Where this leads: SGD (next post) processes one sample at a time. Mini-batch SGD processes k samples. Momentum, Adagrad, RMSProp, and Adam each modify how the gradient is used in the update step — not the gradient computation itself, but how the step is taken.
Honest Limitations
Batch gradient descent does not scale. With 1 million training samples, computing ∂J/∂w requires a full pass over all samples before a single weight update. At 100 epochs, that is 100 million sample evaluations before convergence. Mini-batch SGD is used in practice precisely because it amortizes the cost.
The cost landscape for neural networks is not a bowl. The convex quadratic surface in this post is specific to linear regression with MSE. Neural networks have non-convex, saddle-point-dense surfaces. Gradient descent converges to a local minimum, not necessarily the global one. In practice, large models have so many parameters that saddle points and flat regions are bigger concerns than local minima.

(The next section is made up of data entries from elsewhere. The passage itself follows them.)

//! Health, invincibility frames, and charge-based healing.

use riposte_common::EntityId;
use serde::{Deserialize, Serialize};
use tracing::{debug, info};

use crate::config::HealthConfig;
use crate::deferred::DeferredScheduler;

/// Result of [`Health::take_damage`].
#[derive(Debug, Clone, Copy, PartialEq, Eq, Serialize, Deserialize)]
pub enum DamageOutcome {
    /// Damage was subtracted.
    Applied {
        /// Health after the hit.
        remaining: i32,
        /// A heal in progress was cancelled.
        interrupted_heal: bool,
    },
    /// The hit brought health to zero.
    Killed,
    /// Ignored because of i-frames.
    Invincible,
    /// Ignored because health was already zero.
    AlreadyDead,
}

impl DamageOutcome {
    /// Whether health changed.
    #[must_use]
    pub fn landed(self) -> bool {
        matches!(self, Self::Applied { .. } | Self::Killed)
    }
}

/// Result of [`Health::try_heal`].
#[derive(Debug, Clone, Copy, PartialEq, Eq, Serialize, Deserialize)]
pub enum HealOutcome {
    /// A charge was spent and the heal is winding up.
    Started {
        /// Charges left after this one.
        charges_left: u32,
    },
    /// No charges left.
    NoCharges,
    /// A heal is already running.
    AlreadyHealing,
    /// Too soon after the previous heal.
    OnCooldown,
    /// Health is already full.
    FullHealth,
    /// Dead characters don't heal.
    Dead,
}

/// What changed during [`Health::tick`].
#[derive(Debug, Clone, Copy, Default, PartialEq, Eq)]
pub struct HealthTick {
    /// Health gained this tick.
    pub healed: i32,
    /// The windup ended and health started rising.
    pub heal_started: bool,
    /// The heal completed.
    pub heal_finished: bool,
    /// Invincibility ran out.
    pub invincibility_ended: bool,
}

#[derive(Debug, Clone, Copy, PartialEq, Eq)]
enum HealthDeferred {
    Heal,
}

#[derive(Debug, Clone, Copy, PartialEq, Eq)]
struct HealSpan {
    before: i32,
    target: i32,
}

/// Hit points for one entity.
#[derive(Debug, Clone)]
pub struct Health {
    owner: EntityId,
    config: HealthConfig,
    current: i32,
    charges: u32,
    invincibility: f32,
    last_heal: Option<f32>,
    deferred: DeferredScheduler<HealthDeferred, ()>,
    span: Option<HealSpan>,
}

impl Health {
    /// Full health and charges.
    #[must_use]
    pub fn new(owner: EntityId, config: HealthConfig) -> Self {
        Self {
            owner,
            current: config.max_health,
            charges: config.max_charges,
            config,
            invincibility: 0.0,
            last_heal: None,
            deferred: DeferredScheduler::new(),
            span: None,
        }
    }

    /// Current health.
    #[must_use]
    pub fn current(&self) -> i32 {
        self.current
    }

    /// Maximum health.
    #[must_use]
    pub fn max(&self) -> i32 {
        self.config.max_health
    }

    /// `current / max`.
    #[must_use]
    pub fn fraction(&self) -> f32 {
        if self.config.max_health <= 0 {
            return 0.0;
        }
        self.current as f32 / self.config.max_health as f32
    }

    /// Healing charges left.
    #[must_use]
    pub fn charges(&self) -> u32 {
        self.charges
    }

    /// Whether health reached zero.
    #[must_use]
    pub fn is_dead(&self) -> bool {
        self.current <= 0
    }

    /// Whether incoming damage is currently ignored.
    #[must_use]
    pub fn is_invincible(&self) -> bool {
        self.invincibility > 0.0
    }

    /// Seconds of invincibility left.
    #[must_use]
    pub fn invincibility_remaining(&self) -> f32 {
        self.invincibility
    }

    /// Whether a heal is winding up or running.
    #[must_use]
    pub fn is_healing(&self) -> bool {
        self.deferred.is_pending(HealthDeferred::Heal)
    }

    /// Apply `amount` damage.
    pub fn take_damage(&mut self, amount: i32) -> DamageOutcome {
        if self.is_dead() {
            return DamageOutcome::AlreadyDead;
        }
        if self.is_invincible() {
            debug!("{} ignored {} damage during i-frames", self.owner, amount);
            return DamageOutcome::Invincible;
        }

        let interrupted_heal = self.interrupt_heal();
        self.current = self.current.saturating_sub(amount.max(0)).max(0);
        self.invincibility = self.config.invincibility_time;

        if self.is_dead() {
            info!("{} died", self.owner);
            DamageOutcome::Killed
        } else {
            DamageOutcome::Applied {
                remaining: self.current,
                interrupted_heal,
            }
        }
    }

    /// Extend invincibility to at least `seconds`.
    pub fn grant_invincibility(&mut self, seconds: f32) {
        self.invincibility = self.invincibility.max(seconds);
    }

    /// Spend a charge and start healing.
    pub fn try_heal(&mut self, now: f32) -> HealOutcome {
        if self.is_dead() {
            return HealOutcome::Dead;
        }
        if self.is_healing() {
            return HealOutcome::AlreadyHealing;
        }
        if self.charges == 0 {
            return HealOutcome::NoCharges;
        }
        if self
            .last_heal
            .is_some_and(|last| now - last <= self.config.heal_cooldown)
        {
            return HealOutcome::OnCooldown;
        }
        if self.current >= self.config.max_health {
            return HealOutcome::FullHealth;
        }

        self.charges -= 1;
        self.last_heal = Some(now);
        self.span = None;
        self.deferred.schedule(
            HealthDeferred::Heal,
            self.config.heal_windup,
            self.config.heal_duration,
            (),
        );
        HealOutcome::Started {
            charges_left: self.charges,
        }
    }

    /// Cancel a heal in progress. Health gained so far is kept.
    pub fn interrupt_heal(&mut self) -> bool {
        self.span = None;
        let cancelled = self.deferred.cancel(HealthDeferred::Heal).is_some();
        if cancelled {
            debug!("{} heal interrupted", self.owner);
        }
        cancelled
    }

    /// Restore every charge.
    pub fn refill_charges(&mut self) {
        self.charges = self.config.max_charges;
    }

    /// Advance i-frames and healing by `dt` seconds.
    pub fn tick(&mut self, dt: f32) -> HealthTick {
        let dt = dt.max(0.0);
        let mut out = HealthTick::default();

        if self.invincibility > 0.0 {
            self.invincibility -= dt;
            if self.invincibility <= 0.0 {
                self.invincibility = 0.0;
                out.invincibility_ended = dt > 0.0;
            }
        }

        for (_, slice) in self.deferred.advance(dt) {
            if slice.started {
                self.span = Some(HealSpan {
                    before: self.current,
                    target: self
                        .current
                        .saturating_add(self.config.heal_amount)
                        .min(self.config.max_health),
                });
                out.heal_started = true;
            }
            if let Some(span) = self.span {
                let gained = (slice.progress * (span.target - span.before) as f32).round() as i32;
                let next = span.before + gained;
                out.healed += next - self.current;
                self.current = next;
            }
            if slice.finished {
                self.span = None;
                out.heal_finished = true;
            }
        }

        out
    }
}

#[cfg(test)]
mod tests {
    use super::*;
    use crate::config::Validate;

    fn health() -> Health {
        Health::new(EntityId::from_raw(1), HealthConfig::default())
    }

    #[test]
    fn test_damage_starts_iframes() {
        let mut h = health();
        assert_eq!(
            h.take_damage(25),
            DamageOutcome::Applied {
                remaining: 75,
                interrupted_heal: false
            }
        );
        assert_eq!(h.take_damage(25), DamageOutcome::Invincible);
        assert_eq!(h.current(), 75);

        h.tick(1.0);
        assert!(!h.is_invincible());
        assert!(h.take_damage(25).landed());
        assert_eq!(h.current(), 50);
    }

    #[test]
    fn test_lethal_damage_then_ignored() {
        let config = HealthConfig {
            invincibility_time: 0.0,
            ..HealthConfig::default()
        };
        let mut h = Health::new(EntityId::from_raw(1), config);
        assert_eq!(h.take_damage(150), DamageOutcome::Killed);
        assert_eq!(h.current(), 0);
        assert!(h.is_dead());
        assert_eq!(h.take_damage(10), DamageOutcome::AlreadyDead);
        assert_eq!(h.try_heal(10.0), HealOutcome::Dead);
    }

    #[test]
    fn test_granted_iframes_block_damage() {
        let mut h = health();
        h.grant_invincibility(0.2);
        assert_eq!(h.take_damage(10), DamageOutcome::Invincible);
        h.tick(0.25);
        assert!(h.take_damage(10).landed());
    }

    #[test]
    fn test_heal_windup_then_linear() {
        let mut h = health();
        h.take_damage(50);
        h.tick(1.0);

        assert_eq!(h.try_heal(5.0), HealOutcome::Started { charges_left: 2 });
        assert!(h.is_healing());

        let windup = h.tick(0.5);
        assert!(windup.heal_started);
        assert_eq!(h.current(), 50);

        let halfway = h.tick(1.0);
        assert_eq!(halfway.healed, 15);
        assert_eq!(h.current(), 65);

        let done = h.tick(1.0);
        assert!(done.heal_finished);
        assert_eq!(h.current(), 80);
        assert!(!h.is_healing());
    }

    #[test]
    fn test_heal_caps_at_max() {
        let mut h = health();
        h.take_damage(10);
        h.try_heal(5.0);
        h.tick(3.0);
        assert_eq!(h.current(), 100);
    }

    #[test]
    fn test_heal_preconditions() {
        let mut h = health();
        assert_eq!(h.try_heal(5.0), HealOutcome::FullHealth);

        h.take_damage(90);
        assert!(matches!(h.try_heal(5.0), HealOutcome::Started { .. }));
        assert_eq!(h.try_heal(5.1), HealOutcome::AlreadyHealing);

        h.tick(3.0);
        assert_eq!(h.try_heal(5.5), HealOutcome::OnCooldown);
        assert!(matches!(h.try_heal(6.5), HealOutcome::Started { .. }));
        h.tick(3.0);
        assert!(matches!(h.try_heal(10.0), HealOutcome::Started { .. }));
        h.interrupt_heal();
        assert_eq!(h.charges(), 0);
        assert_eq!(h.try_heal(20.0), HealOutcome::NoCharges);

        h.refill_charges();
        assert_eq!(h.charges(), 3);
    }

    #[test]
    fn test_damage_interrupts_heal() {
        let mut h = health();
        h.take_damage(50);
        h.tick(1.0);
        h.try_heal(5.0);
        h.tick(1.5);
        assert_eq!(h.current(), 65);

        let outcome = h.take_damage(5);
        assert_eq!(
            outcome,
            DamageOutcome::Applied {
                remaining: 60,
                interrupted_heal: true
            }
        );
        assert!(!h.is_healing());

        h.tick(2.0);
        assert_eq!(h.current(), 60);
    }

    #[test]
    fn test_zero_tick_changes_nothing() {
        let mut h = health();
        h.take_damage(20);
        let before = (h.current(), h.invincibility_remaining());
        let out = h.tick(0.0);
        assert_eq!(out, HealthTick::default());
        assert_eq!((h.current(), h.invincibility_remaining()), before);
    }

    #[test]
    fn test_huge_heal_amount_caps_at_max() {
        let config = HealthConfig {
            heal_amount: i32::MAX,
            ..HealthConfig::default()
        };
        assert!(config.validate().is_ok());

        let mut h = Health::new(EntityId::from_raw(1), config);
        h.take_damage(10);
        h.tick(1.0);
        assert!(matches!(h.try_heal(5.0), HealOutcome::Started { .. }));
        let out = h.tick(0.6);
        assert!(out.heal_started);

        h.tick(3.0);
        assert_eq!(h.current(), h.max());
        assert!(!h.is_healing());
    }
}
// ============================================================================
// Attack Definitions
// ============================================================================

/// One step of the combo chain.
#[derive(Debug, Clone, Copy, PartialEq, Serialize, Deserialize)]
pub struct AttackDefinition {
    /// Seconds into the attack when damage applies.
    pub hit_time: f32,
    /// Seconds until the attack concludes.
    pub recover_time: f32,
    /// Damage dealt to each struck entity.
    pub damage: i32,
}

impl AttackDefinition {
    /// Create an attack definition.
    #[must_use]
    pub fn new(hit_time: f32, recover_time: f32, damage: i32) -> Self {
        Self {
            hit_time,
            recover_time,
            damage,
        }
    }
}

// ============================================================================
// State
// ============================================================================

/// Phase of the combat state machine.
#[derive(Debug, Clone, Copy, PartialEq, Eq, Hash, Serialize, Deserialize)]
pub enum CombatState {
    /// Ready to attack.
    Idle,
    /// Drawing the weapon; input is ignored.
    DrawingWeapon,
    /// An attack is running.
    Attacking,
}

/// Result of an attack input.
#[derive(Debug, Clone, Copy, PartialEq)]
pub enum AttackInputResult {
    /// A fresh chain started.
    Started {
        /// Always 0 for a fresh chain.
        combo_index: usize,
    },
    /// The running attack chained into the next one.
    Chained {
        /// Index of the new attack.
        combo_index: usize,
    },
    /// The weapon is being drawn instead of attacking.
    DrawingWeapon,
    /// Too soon after the last attack started.
    OnCooldown {
        /// Seconds until a fresh chain can start.
        remaining: f32,
    },
    /// Mid-attack and not eligible to chain.
    Busy,
}

impl AttackInputResult {
    /// Whether an attack started.
    #[must_use]
    pub fn started_attack(&self) -> bool {
        matches!(self, Self::Started { .. } | Self::Chained { .. })
    }
}

/// Damage applied to one entity by one attack.
#[derive(Debug, Clone, Copy, PartialEq, Eq)]
pub struct MeleeHit {
    /// Struck entity.
    pub target: EntityId,
    /// Damage requested.
    pub damage: i32,
    /// Combo step that dealt the hit.
    pub combo_index: usize,
}

/// What happened during one combat tick.
#[derive(Debug, Clone, Default, PartialEq)]
pub struct CombatTick {
    /// Hits dispatched this tick.
    pub hits: Vec<MeleeHit>,
    /// Whether the hit window passed this tick (even with no targets).
    pub hit_window_passed: bool,
    /// The chain ended and the machine returned to idle.
    pub attack_finished: bool,
    /// The weapon finished drawing.
    pub weapon_drawn: bool,
}

#[derive(Debug, Clone, Copy, PartialEq, Eq)]
enum CombatDeferred {
    Lunge,
}

// ============================================================================
// Context
// ============================================================================

/// Collaborators handed to the machine for one call.
pub struct CombatContext<'a> {
    /// Time source.
    pub clock: &'a dyn Clock,
    /// Character pose at the start of the tick.
    pub pose: Pose,
    /// Melee overlap test.
    pub hits: &'a dyn HitQuery,
    /// Where damage requests go.
    pub damage: &'a mut dyn DamageSink,
    /// Lunge displacement; skipped when unbound.
    pub locomotion: Option<&'a mut dyn Locomotion>,
    /// Animation requests; skipped when unbound.
    pub animation: Option<&'a mut dyn AnimationSink>,
}
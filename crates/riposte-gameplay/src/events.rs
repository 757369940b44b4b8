//! Event bus for outward gameplay notifications.

use crossbeam_channel::{bounded, Receiver, Sender};
use serde::{Deserialize, Serialize};
use tracing::debug;

use riposte_common::EntityId;

use crate::targeting::ReleaseReason;

/// Notifications published by characters and enemies.
#[derive(Debug, Clone, PartialEq, Serialize, Deserialize)]
pub enum GameEvent {
    /// Weapon finished drawing
    WeaponDrawn {
        /// Entity ID
        entity_id: EntityId,
    },
    /// Attack started or chained
    AttackStarted {
        /// Attacker
        entity_id: EntityId,
        /// Step in the combo
        combo_index: usize,
    },
    /// Damage dispatched to a struck entity
    HitLanded {
        /// Attacker
        attacker: EntityId,
        /// Struck entity
        target: EntityId,
        /// Damage amount
        damage: i32,
    },
    /// Chain ended and the attacker is idle again
    ComboFinished {
        /// Entity ID
        entity_id: EntityId,
    },
    /// Lock-on acquired
    TargetLocked {
        /// Locking entity
        entity_id: EntityId,
        /// Target
        target: EntityId,
    },
    /// Lock moved to a different target
    TargetSwitched {
        /// Locking entity
        entity_id: EntityId,
        /// Previous target
        from: EntityId,
        /// New target
        to: EntityId,
    },
    /// Lock-on released
    TargetReleased {
        /// Locking entity
        entity_id: EntityId,
        /// Target that was held
        target: EntityId,
        /// Why it ended
        reason: ReleaseReason,
    },
    /// Health went up or down
    HealthChanged {
        /// Entity ID
        entity_id: EntityId,
        /// New value
        current: i32,
        /// Maximum
        max: i32,
    },
    /// A healing charge was spent
    HealStarted {
        /// Entity ID
        entity_id: EntityId,
        /// Charges left
        charges_left: u32,
    },
    /// Heal cancelled before completion
    HealInterrupted {
        /// Entity ID
        entity_id: EntityId,
    },
    /// Dash started
    DodgeStarted {
        /// Entity ID
        entity_id: EntityId,
    },
    /// Health reached zero
    EntityDied {
        /// Entity ID
        entity_id: EntityId,
    },
}

impl GameEvent {
    /// Entity the event is about.
    #[must_use]
    pub fn subject(&self) -> EntityId {
        match self {
            Self::HitLanded { attacker, .. } => *attacker,
            Self::WeaponDrawn { entity_id }
            | Self::AttackStarted { entity_id, .. }
            | Self::ComboFinished { entity_id }
            | Self::TargetLocked { entity_id, .. }
            | Self::TargetSwitched { entity_id, .. }
            | Self::TargetReleased { entity_id, .. }
            | Self::HealthChanged { entity_id, .. }
            | Self::HealStarted { entity_id, .. }
            | Self::HealInterrupted { entity_id }
            | Self::DodgeStarted { entity_id }
            | Self::EntityDied { entity_id } => *entity_id,
        }
    }
}

/// Event bus for broadcasting events to subscribers.
#[derive(Debug)]
pub struct EventBus {
    /// Sender for broadcasting events
    sender: Sender<GameEvent>,
    /// Receiver for collecting events
    receiver: Receiver<GameEvent>,
    /// Channel capacity
    capacity: usize,
}

impl Default for EventBus {
    fn default() -> Self {
        Self::new(1024)
    }
}

impl Clone for EventBus {
    /// Clones share the same channel.
    fn clone(&self) -> Self {
        Self {
            sender: self.sender.clone(),
            receiver: self.receiver.clone(),
            capacity: self.capacity,
        }
    }
}

impl EventBus {
    /// Creates a new event bus with the given capacity.
    #[must_use]
    pub fn new(capacity: usize) -> Self {
        let (sender, receiver) = bounded(capacity.max(1));
        Self {
            sender,
            receiver,
            capacity: capacity.max(1),
        }
    }

    /// Publishes an event. Returns `false` if the bus was full and the
    /// event was dropped.
    pub fn publish(&self, event: GameEvent) -> bool {
        match self.sender.try_send(event) {
            Ok(()) => true,
            Err(err) => {
                debug!("Event bus full, dropped {:?}", err.into_inner());
                false
            },
        }
    }

    /// Drains all pending events.
    pub fn drain(&self) -> Vec<GameEvent> {
        self.receiver.try_iter().collect()
    }

    /// Drains pending events into every handler, in publish order.
    pub fn dispatch(&self, handlers: &[&dyn EventHandler]) -> usize {
        let mut count = 0;
        for event in self.receiver.try_iter() {
            for handler in handlers {
                handler.handle(&event);
            }
            count += 1;
        }
        count
    }

    /// Returns the number of pending events.
    #[must_use]
    pub fn pending_count(&self) -> usize {
        self.receiver.len()
    }

    /// Returns the channel capacity.
    #[must_use]
    pub const fn capacity(&self) -> usize {
        self.capacity
    }

    /// Creates a new sender handle for publishing events.
    #[must_use]
    pub fn sender(&self) -> Sender<GameEvent> {
        self.sender.clone()
    }
}

/// Typed event handler trait.
pub trait EventHandler: Send + Sync {
    /// Handles an event.
    fn handle(&self, event: &GameEvent);
}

Gradient descent requires differentiable loss. MAE is non-differentiable at zero. Hinge loss is non-differentiable at the margin boundary. Subgradient methods or smooth approximations (Huber) are required for these losses.
Test Your Understanding
-
The gradient ∂J/∂w = −2.000 after epoch 0 with w=0, b=0. Without running any code, predict the sign of ∂J/∂w after epoch 1 (w=0.2). Explain why the magnitude shrinks and why the sign is still negative.
-
In the trace table, ∂J/∂b = 0 throughout training. Prove that this must be zero for any w and b when X_n and y_n are zero-centered. Use the formula ∂J/∂b = (2/n)Σ(ŷᵢ − yᵢ).
-
Learning rate η = 1.0 causes divergence on this dataset. Derive the maximum stable learning rate for gradient descent on MSE with n=5 samples and the given normalized X_n values. Hint: the update rule is stable when |1 − η × (2/n) × Σxᵢ²| < 1.
-
If batch gradient descent takes 1 second per epoch and needs 1000 epochs to converge, and SGD (batch size=1) takes 0.001 seconds per sample and takes 5000 epochs to converge (each epoch = 5 samples = 5 updates), which is faster in wall-clock time? What assumption is hidden in this comparison?
-
Consider a non-convex loss surface with one local minimum at J=0.5 and one global minimum at J=0.1. Starting from a random point, standard gradient descent converges to one of them. What factor determines which minimum it converges to, and how does the learning rate affect this?